Nimby feelings alone will make any of these projects a difficult sell, especially in the ultra-green Pacific Northwest.

But the larger environmental question isn’t about the local impacts but rather the global ones. Environmentalists worry that by making it easy for the U.S. to ship cheap coal to Asia, the port projects would keep American mines humming even as coal use dwindles domestically. They might also encourage China and other rapidly growing Asian countries to burn more coal than they otherwise would by lowering the global price of the product. (One recent study found that a 10% reduction in the cost of coal in China would lead to a 12% increase in consumption.) By exporting coal to Asia, the U.S. would be responsible for further increasing global carbon emissions. “Will China and India have unlimited access to some of the cheapest and most plentiful coal on the planet?” says K.C. Golden, policy director for the Seattle-based NGO Climate Solutions. “That’s the most important question.”
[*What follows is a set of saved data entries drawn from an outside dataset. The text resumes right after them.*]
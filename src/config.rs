//! Engine Configuration
//!
//! Read once from the process environment (after `.env` is loaded by the
//! binary). Every value has a default except the API keys.

use std::path::PathBuf;
use std::time::Duration;

use crate::dispatch::DEFAULT_CONCURRENCY;
use crate::error::{EvalError, EvalResult};

const DEFAULT_BASE_URL: &str = "https://cad.onshape.com";
const DEFAULT_SCRIPT_DIR: &str = "scripts";
const DEFAULT_TIMEOUT_SECS: u64 = 60;

#[derive(Debug, Clone)]
pub struct EngineConfig {
    /// Root of the CAD platform REST API
    pub base_url: String,
    pub access_key: Option<String>,
    pub secret_key: Option<String>,
    /// Directory holding `<name>.fs` script bodies
    pub script_dir: PathBuf,
    /// Upper bound on in-flight evaluations per dispatch
    pub concurrency: usize,
    /// Per-request timeout applied by the HTTP evaluator
    pub request_timeout: Duration,
}

impl Default for EngineConfig {
    fn default() -> Self {
        Self {
            base_url: DEFAULT_BASE_URL.to_string(),
            access_key: None,
            secret_key: None,
            script_dir: PathBuf::from(DEFAULT_SCRIPT_DIR),
            concurrency: DEFAULT_CONCURRENCY,
            request_timeout: Duration::from_secs(DEFAULT_TIMEOUT_SECS),
        }
    }
}

impl EngineConfig {
    pub fn from_env() -> EvalResult<Self> {
        Self::from_lookup(|key| std::env::var(key).ok())
    }

    /// Build from an arbitrary key lookup; `from_env` passes the process environment.
    pub fn from_lookup(lookup: impl Fn(&str) -> Option<String>) -> EvalResult<Self> {
        let defaults = Self::default();

        let concurrency = match lookup("AUTO_ASSEMBLY_CONCURRENCY") {
            Some(raw) => match raw.trim().parse::<usize>() {
                Ok(n) if n >= 1 => n,
                _ => {
                    return Err(EvalError::Config(format!(
                        "AUTO_ASSEMBLY_CONCURRENCY must be a positive integer, got '{}'",
                        raw
                    )))
                }
            },
            None => defaults.concurrency,
        };

        let request_timeout = match lookup("AUTO_ASSEMBLY_TIMEOUT_SECS") {
            Some(raw) => raw
                .trim()
                .parse::<u64>()
                .map(Duration::from_secs)
                .map_err(|_| {
                    EvalError::Config(format!(
                        "AUTO_ASSEMBLY_TIMEOUT_SECS must be a number of seconds, got '{}'",
                        raw
                    ))
                })?,
            None => defaults.request_timeout,
        };

        Ok(Self {
            base_url: lookup("ONSHAPE_BASE_URL").unwrap_or(defaults.base_url),
            access_key: lookup("ONSHAPE_ACCESS_KEY").filter(|k| !k.is_empty()),
            secret_key: lookup("ONSHAPE_SECRET_KEY").filter(|k| !k.is_empty()),
            script_dir: lookup("AUTO_ASSEMBLY_SCRIPT_DIR")
                .map(PathBuf::from)
                .unwrap_or(defaults.script_dir),
            concurrency,
            request_timeout,
        })
    }

    /// Basic-auth pair, only when both keys are present.
    pub fn credentials(&self) -> Option<(String, String)> {
        match (&self.access_key, &self.secret_key) {
            (Some(access), Some(secret)) => Some((access.clone(), secret.clone())),
            _ => None,
        }
    }
}

#[cfg(test)]
mod tests {
    use super::*;
    use std::collections::HashMap;

    fn lookup_from(pairs: &[(&str, &str)]) -> impl Fn(&str) -> Option<String> {
        let map: HashMap<String, String> = pairs
            .iter()
            .map(|(k, v)| (k.to_string(), v.to_string()))
            .collect();
        move |key| map.get(key).cloned()
    }

    #[test]
    fn test_defaults_when_unset() {
        let config = EngineConfig::from_lookup(|_| None).unwrap();
        assert_eq!(config.base_url, "https://cad.onshape.com");
        assert_eq!(config.concurrency, DEFAULT_CONCURRENCY);
        assert_eq!(config.request_timeout, Duration::from_secs(60));
        assert_eq!(config.script_dir, PathBuf::from("scripts"));
        assert!(config.credentials().is_none());
    }

    #[test]
    fn test_overrides() {
        let config = EngineConfig::from_lookup(lookup_from(&[
            ("ONSHAPE_BASE_URL", "https://example.test"),
            ("ONSHAPE_ACCESS_KEY", "ak"),
            ("ONSHAPE_SECRET_KEY", "sk"),
            ("AUTO_ASSEMBLY_CONCURRENCY", "3"),
            ("AUTO_ASSEMBLY_TIMEOUT_SECS", "5"),
            ("AUTO_ASSEMBLY_SCRIPT_DIR", "/opt/scripts"),
        ]))
        .unwrap();
        assert_eq!(config.base_url, "https://example.test");
        assert_eq!(config.concurrency, 3);
        assert_eq!(config.request_timeout, Duration::from_secs(5));
        assert_eq!(config.script_dir, PathBuf::from("/opt/scripts"));
        assert_eq!(config.credentials(), Some(("ak".to_string(), "sk".to_string())));
    }

    #[test]
    fn test_zero_concurrency_rejected() {
        let err = EngineConfig::from_lookup(lookup_from(&[("AUTO_ASSEMBLY_CONCURRENCY", "0")]))
            .unwrap_err();
        assert!(matches!(err, EvalError::Config(_)));
    }

    #[test]
    fn test_bad_timeout_rejected() {
        let err = EngineConfig::from_lookup(lookup_from(&[("AUTO_ASSEMBLY_TIMEOUT_SECS", "soon")]))
            .unwrap_err();
        assert!(matches!(err, EvalError::Config(_)));
    }
}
How to act on the answer is another issue. The fact is, no one knows if increased U.S. exports would actually add to the total amount of coal burned globally. Coal companies like Peabody–as well as some economic analysts–say cheap U.S. coal would simply displace more expensive domestic Chinese coal or imports from Australia and Indonesia. If overall coal consumption won’t actually increase, why not let U.S. companies–and taxpayers–get the economic benefit of those exports? If the U.S. decides not to build the port facilities, China’s hunger for coal will just be met by another dealer.
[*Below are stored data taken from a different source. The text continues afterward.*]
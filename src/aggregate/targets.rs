//! Target resolution: the second evaluation round of auto-assembly.
//!
//! Each part studio discovered in the first round is evaluated once per mate
//! that points at it, and the reported target mate is linked back to the
//! original mate. Target documents shared by several mates are not
//! deduplicated.

use std::collections::BTreeMap;
use tracing::{debug, info};

use super::AutoAssemblyMap;
use crate::dispatch::{Dispatcher, LoadedScript};
use crate::error::EvalResult;
use crate::model::{Evaluation, MateId, TargetResult};
use crate::scripts::AUTO_ASSEMBLY_TARGET;

/// Target mate id to the original mate id that led to it.
pub type TargetMap = BTreeMap<MateId, MateId>;

pub struct TargetResolver {
    dispatcher: Dispatcher,
    script_name: String,
}

impl TargetResolver {
    pub fn new(dispatcher: Dispatcher) -> Self {
        Self {
            dispatcher,
            script_name: AUTO_ASSEMBLY_TARGET.to_string(),
        }
    }

    pub fn with_script(mut self, script_name: impl Into<String>) -> Self {
        self.script_name = script_name.into();
        self
    }

    /// Evaluate every target part studio and fold the answers.
    pub async fn resolve(&self, mates_to_targets: &AutoAssemblyMap) -> EvalResult<TargetMap> {
        let results = self.evaluate(mates_to_targets).await?;
        let targets = fold(results);
        info!("Resolved {} of {} target mates", targets.len(), mates_to_targets.len());
        Ok(targets)
    }

    pub fn script_name(&self) -> &str {
        &self.script_name
    }

    /// One evaluation per mate, each result keyed by the mate that asked for it.
    pub async fn evaluate(
        &self,
        mates_to_targets: &AutoAssemblyMap,
    ) -> EvalResult<Vec<(MateId, Evaluation<TargetResult>)>> {
        let script = self.dispatcher.load_script(&self.script_name).await?;
        self.evaluate_with(mates_to_targets, &script).await
    }

    /// `evaluate` with a target script loaded up front by the caller.
    pub async fn evaluate_with(
        &self,
        mates_to_targets: &AutoAssemblyMap,
        script: &LoadedScript,
    ) -> EvalResult<Vec<(MateId, Evaluation<TargetResult>)>> {
        let jobs = mates_to_targets
            .iter()
            .map(|(mate_id, target)| (mate_id.clone(), target.clone()))
            .collect();

        self.dispatcher.dispatch_keyed_with(jobs, script).await
    }
}

/// Fold keyed target results in the order given, skipping invalid ones.
/// A target mate reported twice keeps the later original mate.
pub fn fold(results: impl IntoIterator<Item = (MateId, Evaluation<TargetResult>)>) -> TargetMap {
    let mut targets = TargetMap::new();
    for (original_mate_id, result) in results {
        let Some(TargetResult { target_mate_id }) = result.into_valid() else {
            debug!("No target mate resolved for '{}'", original_mate_id);
            continue;
        };
        if let Some(previous) = targets.insert(target_mate_id.clone(), original_mate_id) {
            debug!("Original mate for target '{}' replaced (was '{}')", target_mate_id, previous);
        }
    }
    targets
}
Some argue that if increasing demand in Asia pushes up global coal prices, it could actually help the environment by forcing more coal-burning countries to start looking for cheaper energy alternatives. In the U.S., higher coal prices could accelerate the switch from coal to natural gas, especially in parts of the Midwest that remain heavily dependent on coal. But that will depend on how Asian markets respond to the potential avalanche of U.S. coal. Chinese demand for coal has been inelastic in recent years, meaning that prices–high or low–haven’t had much impact on how much coal China burns. That’s partly because the Chinese government exerts control over the energy market, says Richard Morse, director of coal- and carbon-market research at Stanford University, making the effect on emissions of cheaper coal from the U.S. “a complex question. And it’s not just about China,” he says. “You have to net out the global impacts against the U.S. impacts.”
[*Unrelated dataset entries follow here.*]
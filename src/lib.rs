//! Auto Assembly
//!
//! Evaluates FeatureScripts against many part studios at once and folds the
//! results into the mate maps used to build or mirror assemblies:
//! - Concurrent, bounded dispatch of remote evaluations
//! - Typed result schemas per script kind
//! - Mirror, auto-assembly and target-resolution aggregation
//! - A two-round orchestration pipeline with observable state

pub mod aggregate;
pub mod config;
pub mod dispatch;
pub mod error;
pub mod model;
pub mod orchestrator;
pub mod remote;
pub mod scripts;
pub mod utils;

// Re-exports for convenience
pub use aggregate::{AutoAssemblyMap, MirrorRelationship, PartMaps, TargetMap, TargetResolver};
pub use config::EngineConfig;
pub use dispatch::{Dispatcher, LoadedScript};
pub use error::{EvalError, EvalResult};
pub use model::{DocumentRef, Evaluation, EvaluationResult, MateId, PartRef};
pub use orchestrator::{AssemblyBuilder, AutoAssemblyOutcome, Orchestrator, PipelineState};
pub use remote::{OnshapeEvaluator, RemoteEvaluator};
pub use scripts::{DirectoryScriptRegistry, InMemoryScriptRegistry, ScriptRegistry};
Of course, that kind of modeling is easier said than done, which is why no one’s done it. What’s clear is that the global rate of consumption of coal–the dirtiest fossil fuel there is–will help decide how fast the planet warms. For their part, environmentalists remain convinced that stopping coal exports to Asia is a must-win battle in the war on climate change. In a fiery speech at a Portland, Ore., protest against the proposed ports last month, environmental activist Robert Kennedy Jr. urged the crowd to fight back. “[Coal companies] are coming to ship their poison, so they can poison the people in China, and that poison is going to come back here,” he said. “So don’t let them.” It’s a fight for the people of the Pacific Northwest, but the results will matter to the entire world.